Vier Schulabschlüsse können nicht allzu viele Schüler vorweisen. Damit hast du ja quasi deiner Deutschlehrerin „bewiesen“, dass Montessori-Schüler doch etwas lernen. Das könnte ja auch kritische und unsichere Erwachsene beruhigen, die sich unsicher sind, ob Montessori in unsere heutige Zeit passt.

Was würdest du Eltern raten, die sich für eine Montessori-Schule für ihr Kind interessieren?

Grundsätzlich ist es möglich. Ich habe meine Schulzeit frei von Druck erlebt und mein Lernen als erfolgreich. Ich kann das Gelernte nachhaltig verwenden. Noch heute habe ich die Abläufe der Materialien aus der Grundschule im Kopf. Das half mir, die Rechenwege wirklich zu verstehen.  Abstraktes wurde begreifbar, auch bei den Wortarten. Es ist so selbstverständlich und die Strukturen so logisch erkennbar. Kinder, die so lernen, bekommen die Zeit, die sie brauchen um es zu durchdringen und zu verstehen. Ich fühlte mich nie kontrolliert, aber immer unterstützt.

Danke Paul, dass du mir so ausführlich über deine Erfahrungen berichtet hast. Was machst du jetzt mit deinem Abitur?

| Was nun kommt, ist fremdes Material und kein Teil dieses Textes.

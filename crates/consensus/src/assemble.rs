//! Timeline assembly: turn the ordered fused segments into a valid track.
//!
//! Four smoothing passes, each a small pure transform over the segment
//! list: drop no-text segments (recording their spans as gaps), trim
//! overlaps so subtitles never stack, absorb sub-threshold silences, and
//! merge too-short segments into their successor. The passes are arranged
//! so that running the assembler on its own output changes nothing.

use crate::config::Config;
use crate::types::{FusedSegment, FusedText, Gap, GapReason, Track};

/// Assembler output: the track plus the indices of segments that remain
/// below the minimum display duration because no merge was possible.
#[derive(Debug, Clone, PartialEq)]
pub struct Assembly {
    pub track: Track,
    pub short_flagged: Vec<usize>,
}

pub fn assemble(fused: Vec<FusedSegment>, config: &Config) -> Assembly {
    let mut gaps: Vec<Gap> = Vec::new();

    // No-text clusters never render; their spans stay on record so the
    // caller can see that speech was detected there but not transcribed.
    let mut kept: Vec<FusedSegment> = Vec::new();
    for segment in fused {
        match segment.text {
            FusedText::NoConfidentText => gaps.push(Gap {
                start_ms: segment.start_ms,
                end_ms: segment.end_ms,
                reason: GapReason::NoConfidentText,
            }),
            FusedText::Text(_) => kept.push(segment),
        }
    }
    kept.sort_by_key(|s| (s.start_ms, s.end_ms));

    let trimmed = trim_overlaps(kept);
    let absorbed = absorb_gaps(trimmed, config, &mut gaps);
    let merged = merge_short(absorbed, config);

    let short_flagged: Vec<usize> = merged
        .iter()
        .enumerate()
        .filter(|(_, s)| s.duration_ms() < config.min_display_ms)
        .map(|(i, _)| i)
        .collect();

    gaps.sort_by_key(|g| (g.start_ms, g.end_ms));

    Assembly {
        track: Track {
            segments: merged,
            gaps,
        },
        short_flagged,
    }
}

/// Shrink the earlier of two overlapping segments to the later's start.
/// When the earlier segment extended past the later one (nested spans), the
/// later segment inherits the tail end so the timeline stays covered. A
/// segment emptied by trimming disappears; its span is covered by its
/// successor.
fn trim_overlaps(sorted: Vec<FusedSegment>) -> Vec<FusedSegment> {
    let mut result: Vec<FusedSegment> = Vec::with_capacity(sorted.len());
    for mut segment in sorted {
        while let Some(prev) = result.last_mut() {
            if prev.end_ms > segment.start_ms {
                segment.end_ms = segment.end_ms.max(prev.end_ms);
                prev.end_ms = segment.start_ms;
                if prev.end_ms <= prev.start_ms {
                    tracing::debug!(
                        start_ms = prev.start_ms,
                        "segment fully covered by successor, dropping"
                    );
                    result.pop();
                    continue;
                }
            }
            break;
        }
        result.push(segment);
    }
    result
}

/// Extend each segment over a following silence no longer than
/// `max_fillable_gap_ms`; record longer silences as explicit gaps.
fn absorb_gaps(mut segments: Vec<FusedSegment>, config: &Config, gaps: &mut Vec<Gap>) -> Vec<FusedSegment> {
    for i in 1..segments.len() {
        let gap = segments[i].start_ms - segments[i - 1].end_ms;
        if gap <= 0 {
            continue;
        }
        if gap <= config.max_fillable_gap_ms {
            segments[i - 1].end_ms = segments[i].start_ms;
        } else {
            gaps.push(Gap {
                start_ms: segments[i - 1].end_ms,
                end_ms: segments[i].start_ms,
                reason: GapReason::Silence,
            });
        }
    }
    segments
}

/// Merge a segment shorter than the minimum display duration into its
/// contiguous successor, unless the result would exceed the maximum
/// segment duration. Merging cascades: a still-short merge result keeps
/// absorbing successors, so a second assembly pass finds nothing to do.
fn merge_short(segments: Vec<FusedSegment>, config: &Config) -> Vec<FusedSegment> {
    let mut result: Vec<FusedSegment> = Vec::with_capacity(segments.len());
    for segment in segments {
        match result.pop() {
            Some(prev)
                if prev.duration_ms() < config.min_display_ms
                    && prev.end_ms == segment.start_ms
                    && segment.end_ms - prev.start_ms <= config.max_segment_ms =>
            {
                result.push(merge_pair(prev, segment));
            }
            Some(prev) => {
                result.push(prev);
                result.push(segment);
            }
            None => result.push(segment),
        }
    }
    result
}

fn merge_pair(earlier: FusedSegment, later: FusedSegment) -> FusedSegment {
    let text = match (&earlier.text, &later.text) {
        (FusedText::Text(a), FusedText::Text(b)) => FusedText::Text(format!("{a} {b}")),
        // No-text segments were removed before merging.
        _ => unreachable!("merge operates on rendered segments only"),
    };

    let mut provenance = earlier.provenance;
    for (source, id) in later.provenance {
        provenance.entry(source).or_insert(id);
    }

    FusedSegment {
        start_ms: earlier.start_ms,
        end_ms: later.end_ms,
        text,
        provenance,
    }
}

Jetzt habe ich mich doch für eine Ausbildung zum KFZ-Mechatroniker entschieden. Ich kann verkürzen und werde eine Berufsschule besuchen, in der es eine Klasse für Abiturienten gibt. Und dann sehen wir weiter.

Dabei wünsche ich dir auch viel Spaß. Deine Diskussionsfreude wirst du dir sicher behalten!